COVID-19 Hotel Forecast: Los Angeles
While many are looking backwards to compare the current market environment with the post-9/11 or 2008 Great Recession periods, Phocuswright prefers to look forward – trying to address the tough questions weighing on our collective minds.
Over the coming months, by teaming up with the data science team at LodgIQ, Phocuswright will evaluate a broad swath of hotel-related and other data across a variety of key metropolitan areas. Our key objectives are to model the:
- Level of disruption
- Duration of disruption
- Shape of the recovery curve
The goal is to understand the similarities and differences in hotel market dynamics between destinations. This is especially relevant, as some markets may have yet to peak in terms of the level of infections, while others are seeing active coronavirus case counts decline.

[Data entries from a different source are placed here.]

//! # Initialization
//!
//! Controller initialization logic including rustls setup, tracing, metrics,
//! server startup, Azure credentials and Kubernetes client setup.

use crate::config::{ControllerConfig, ServerConfig};
use crate::constants::DEFAULT_ARM_ENDPOINT;
use crate::controller::reconciler::{Backends, Reconciler};
use crate::controller::server::{start_server, ServerState};
use crate::crd::KeyVaultSecretSync;
use crate::observability;
use crate::provider::azure::credential::from_env as azure_credential_from_env;
use anyhow::{Context, Result};
use kube::{api::Api, api::ListParams, Client, ResourceExt};
use std::collections::BTreeMap;
use std::sync::atomic::Ordering;
use std::sync::Arc;
use std::time::{Duration, Instant};
use tracing::{error, info, warn};

/// Initialization result containing all necessary components for the controller
pub struct InitializationResult {
    /// Kubernetes client
    pub client: Client,
    /// API for the `KeyVaultSecretSync` CRD across all namespaces
    pub api: Api<KeyVaultSecretSync>,
    /// Reconciler context
    pub reconciler: Arc<Reconciler>,
    /// Server state for health checks
    pub server_state: Arc<ServerState>,
}

impl std::fmt::Debug for InitializationResult {
    fn fmt(&self, f: &mut std::fmt::Formatter<'_>) -> std::fmt::Result {
        f.debug_struct("InitializationResult")
            .field("server_ready", &self.server_state.is_ready.load(Ordering::Relaxed))
            .finish_non_exhaustive()
    }
}

/// Install the global tracing subscriber
///
/// `RUST_LOG` wins over `log_level`; `log_format` selects JSON or text output.
pub fn init_tracing(log_level: &str, log_format: &str) {
    let filter = tracing_subscriber::EnvFilter::try_from_default_env().unwrap_or_else(|_| {
        format!("keyvault_sync_controller={}", log_level.to_lowercase()).into()
    });

    let result = if log_format.eq_ignore_ascii_case("json") {
        tracing_subscriber::fmt()
            .json()
            .with_env_filter(filter)
            .with_current_span(true)
            .try_init()
    } else {
        tracing_subscriber::fmt().with_env_filter(filter).try_init()
    };

    if let Err(e) = result {
        warn!("Tracing subscriber already initialized: {}", e);
    }
}

/// Initialize the controller runtime
///
/// This function handles:
/// - rustls crypto provider setup
/// - Tracing subscriber setup
/// - Metrics registration
/// - HTTP server startup
/// - Azure credential and Kubernetes client creation
/// - Reconciler setup
/// - Startup summary of existing resources
pub async fn initialize(
    controller_config: ControllerConfig,
    server_config: ServerConfig,
) -> Result<InitializationResult> {
    // Required for rustls 0.23+ before any TLS connection is made
    if rustls::crypto::ring::default_provider()
        .install_default()
        .is_err()
    {
        anyhow::bail!("Failed to install rustls crypto provider");
    }

    init_tracing(&controller_config.log_level, &controller_config.log_format);

    info!("Starting Key Vault Secret Sync Controller");
    info!(
        "Build info: timestamp={}, datetime={}, git_hash={}",
        env!("BUILD_TIMESTAMP"),
        env!("BUILD_DATETIME"),
        env!("BUILD_GIT_HASH")
    );

    observability::metrics::register_metrics()?;

    let server_state = Arc::new(ServerState::new());
    let server_state_clone = Arc::clone(&server_state);
    let server_port = server_config.metrics_port;
    let server_handle = tokio::spawn(async move {
        if let Err(e) = start_server(server_port, server_state_clone).await {
            error!("HTTP server error: {}", e);
        }
    });
    wait_for_server_ready(&server_state, &server_handle, &server_config).await?;

    let client = Client::try_default()
        .await
        .context("Failed to create Kubernetes client")?;

    let http = reqwest::Client::builder()
        .timeout(controller_config.external_call_timeout())
        .build()
        .context("Failed to build HTTP client")?;
    let credential = azure_credential_from_env()
        .context("Failed to configure the controller's Azure credential")?;
    let arm_endpoint =
        std::env::var("ARM_ENDPOINT").unwrap_or_else(|_| DEFAULT_ARM_ENDPOINT.to_string());
    let backends = Backends::azure(&client, http, credential, &arm_endpoint);

    let api: Api<KeyVaultSecretSync> = Api::all(client.clone());
    let reconciler = Arc::new(Reconciler::new(client.clone(), backends, controller_config));

    summarize_existing_resources(&api).await?;

    info!("Controller initialized, starting watch loop...");

    Ok(InitializationResult {
        client,
        api,
        reconciler,
        server_state,
    })
}

/// Wait for the HTTP server to become ready
async fn wait_for_server_ready(
    server_state: &Arc<ServerState>,
    server_handle: &tokio::task::JoinHandle<()>,
    server_config: &ServerConfig,
) -> Result<()> {
    let startup_timeout = Duration::from_secs(server_config.startup_timeout_secs);
    let poll_interval = Duration::from_millis(server_config.poll_interval_ms);
    let start_time = Instant::now();

    loop {
        if server_handle.is_finished() {
            return Err(anyhow::anyhow!("HTTP server failed to start"));
        }

        if server_state.is_ready.load(Ordering::Relaxed) {
            info!("HTTP server is ready and accepting connections");
            return Ok(());
        }

        if start_time.elapsed() > startup_timeout {
            return Err(anyhow::anyhow!(
                "HTTP server failed to become ready within {} seconds",
                startup_timeout.as_secs()
            ));
        }

        tokio::time::sleep(poll_interval).await;
    }
}

/// Verify the CRD is queryable and log what the controller is about to manage
///
/// The watch reconciles every listed resource on its initial sync.
async fn summarize_existing_resources(api: &Api<KeyVaultSecretSync>) -> Result<()> {
    let list = api.list(&ListParams::default()).await.context(
        "KeyVaultSecretSync CRD is not queryable - install it with `crdgen | kubectl apply -f -`",
    )?;

    let mut by_namespace: BTreeMap<String, Vec<String>> = BTreeMap::new();
    for item in &list.items {
        by_namespace
            .entry(item.namespace().unwrap_or_default())
            .or_default()
            .push(item.name_any());
    }

    info!(
        "Found {} existing KeyVaultSecretSync resources in {} namespaces",
        list.items.len(),
        by_namespace.len()
    );
    for (namespace, mut names) in by_namespace {
        names.sort();
        let shown = if names.len() <= 3 {
            names.join(", ")
        } else {
            format!("{}, ... ({} total)", names[..3].join(", "), names.len())
        };
        info!("  {}: {}", namespace, shown);
    }

    Ok(())
}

Similar to our Boston/New York comparison, we've compared cities on the U.S. West Coast in this edition: Los Angeles/San Francisco.

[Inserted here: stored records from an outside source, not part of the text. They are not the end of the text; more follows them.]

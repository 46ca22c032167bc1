//! Table store construction and row/column append tests

mod common;

use common::{editing_at, model_at, model_from, GRID_3X3};
use sheetgrid::grid::{CellPosition, GridError, GridMode, DEFAULT_COLS, DEFAULT_ROWS};
use sheetgrid::{update, GridModel, Msg, Table};

fn strings(data: &[&[&str]]) -> Vec<Vec<String>> {
    data.iter()
        .map(|row| row.iter().map(|cell| cell.to_string()).collect())
        .collect()
}

// ========================================================================
// Construction
// ========================================================================

#[test]
fn test_default_grid_is_ten_by_ten_and_empty() {
    let model = GridModel::default();
    assert_eq!(model.row_count(), DEFAULT_ROWS);
    assert_eq!(model.column_count(), DEFAULT_COLS);
    assert!(model.table().rows().iter().flatten().all(String::is_empty));
    assert_eq!(model.mode(), GridMode::Idle { active: CellPosition::new(0, 0) });
}

#[test]
fn test_ragged_rows_are_rejected() {
    let err = GridModel::from_rows(strings(&[&["a", "b"], &["c"]])).unwrap_err();
    assert_eq!(
        err,
        GridError::MalformedTable {
            row: 1,
            expected: 2,
            found: 1
        }
    );
}

#[test]
fn test_padded_construction_fills_short_rows() {
    let table = Table::from_rows_padded(strings(&[&["a"], &["b", "c", "d"], &[]]));
    assert_eq!(table.column_count(), 3);
    assert_eq!(table.row(0), Some(&["a".to_string(), String::new(), String::new()][..]));
    assert_eq!(table.get(2, 2), Ok(""));
}

#[test]
fn test_out_of_range_access_is_an_error() {
    let mut table = Table::new_empty(2, 2);
    assert!(matches!(table.get(2, 0), Err(GridError::OutOfRange { .. })));
    assert!(matches!(table.set(0, 5, "x"), Err(GridError::OutOfRange { .. })));
    assert_eq!(table, Table::new_empty(2, 2));
}

#[test]
fn test_set_replaces_only_one_cell() {
    let mut table = Table::from_rows(strings(GRID_3X3)).unwrap();
    table.set(1, 2, "new").unwrap();
    assert_eq!(table.get(1, 2), Ok("new"));
    let changed: usize = table
        .rows()
        .iter()
        .zip(strings(GRID_3X3))
        .map(|(a, b)| a.iter().zip(&b).filter(|(x, y)| x != y).count())
        .sum();
    assert_eq!(changed, 1);
}

// ========================================================================
// Append
// ========================================================================

#[test]
fn test_add_row_appends_empty_row() {
    let mut model = model_from(GRID_3X3);
    update(&mut model, Msg::AddRow);
    assert_eq!(model.row_count(), 4);
    assert_eq!(model.view().cell(3, 0), Some(""));
    assert_eq!(model.view().row_headers[3].label, "4");
}

#[test]
fn test_add_column_appends_to_every_row() {
    let mut model = model_from(GRID_3X3);
    update(&mut model, Msg::AddColumn);
    assert_eq!(model.column_count(), 4);
    assert!(model.table().rows().iter().all(|row| row.len() == 4 && row[3].is_empty()));
    assert_eq!(model.view().columns[3].label, "D");
}

#[test]
fn test_append_keeps_selection_editing_and_sort() {
    let mut model = editing_at(GRID_3X3, 1, 2);
    update(&mut model, Msg::RequestSort(0));
    let sort = model.sort_config();

    update(&mut model, Msg::AddRow);
    update(&mut model, Msg::AddColumn);

    assert_eq!(model.mode(), GridMode::Editing { cell: CellPosition::new(1, 2) });
    assert_eq!(model.sort_config(), sort);
}

#[test]
fn test_append_reports_table_snapshot() {
    let mut model = model_at(GRID_3X3, 0, 0);
    let cmd = update(&mut model, Msg::AddRow).unwrap();
    let rows = cmd.table_snapshot().unwrap();
    assert_eq!(rows.len(), 4);
    assert!(cmd.needs_redraw());
    assert_eq!(cmd.focus_target(), None);
}

#[test]
fn test_add_column_on_rowless_table_sets_width_for_later_rows() {
    let mut model = GridModel::blank(0, 0);
    update(&mut model, Msg::AddColumn);
    update(&mut model, Msg::AddColumn);
    assert_eq!(model.row_count(), 0);
    assert_eq!(model.column_count(), 2);

    update(&mut model, Msg::AddRow);
    assert_eq!(model.table().snapshot(), vec![vec![String::new(), String::new()]]);

    // The grid is now navigable
    update(&mut model, Msg::click(0, 1));
    assert_eq!(model.active(), CellPosition::new(0, 1));
}

#[test]
fn test_column_labels_past_z() {
    let mut model = GridModel::blank(1, 26);
    update(&mut model, Msg::AddColumn);
    update(&mut model, Msg::AddColumn);
    let labels: Vec<String> = model.view().columns.iter().map(|c| c.label.clone()).collect();
    assert_eq!(&labels[24..], &["Y", "Z", "AA", "AB"]);
}

// ========================================================================
// Editing
// ========================================================================

#[test]
fn test_text_input_writes_editing_cell() {
    let mut model = editing_at(GRID_3X3, 2, 0);
    let cmd = update(&mut model, Msg::text_input("hello")).unwrap();
    assert_eq!(model.table().get(2, 0), Ok("hello"));
    assert_eq!(cmd.table_snapshot().map(|rows| rows[2][0].as_str()), Some("hello"));
}

#[test]
fn test_text_input_while_idle_is_ignored() {
    let mut model = model_at(GRID_3X3, 0, 0);
    assert!(update(&mut model, Msg::text_input("nope")).is_none());
    assert_eq!(model.table().get(0, 0), Ok("a1"));
}

#[test]
fn test_unchanged_text_input_is_noop() {
    let mut model = editing_at(GRID_3X3, 0, 0);
    assert!(update(&mut model, Msg::text_input("a1")).is_none());
}

#[test]
fn test_escape_keeps_typed_value() {
    let mut model = editing_at(GRID_3X3, 0, 0);
    update(&mut model, Msg::text_input("typed"));
    update(&mut model, Msg::key("Escape").unwrap());
    assert!(!model.is_editing());
    assert_eq!(model.table().get(0, 0), Ok("typed"));
}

As a result of measures taken in the city, Los Angeles' rate of RevPAR decline across the weekly forecasts covering the six weeks between March 29 and May 3 has not been nearly as steep as other U.S. gateway cities like New York, Boston and San Francisco. Differences in YoY RevPAR variance for March and April showed that the impact on Los Angeles was less severe than for most major markets. Some potential good news for Los Angeles is that modeling for the second quarter shows continual improvement in June and July from the May bottom.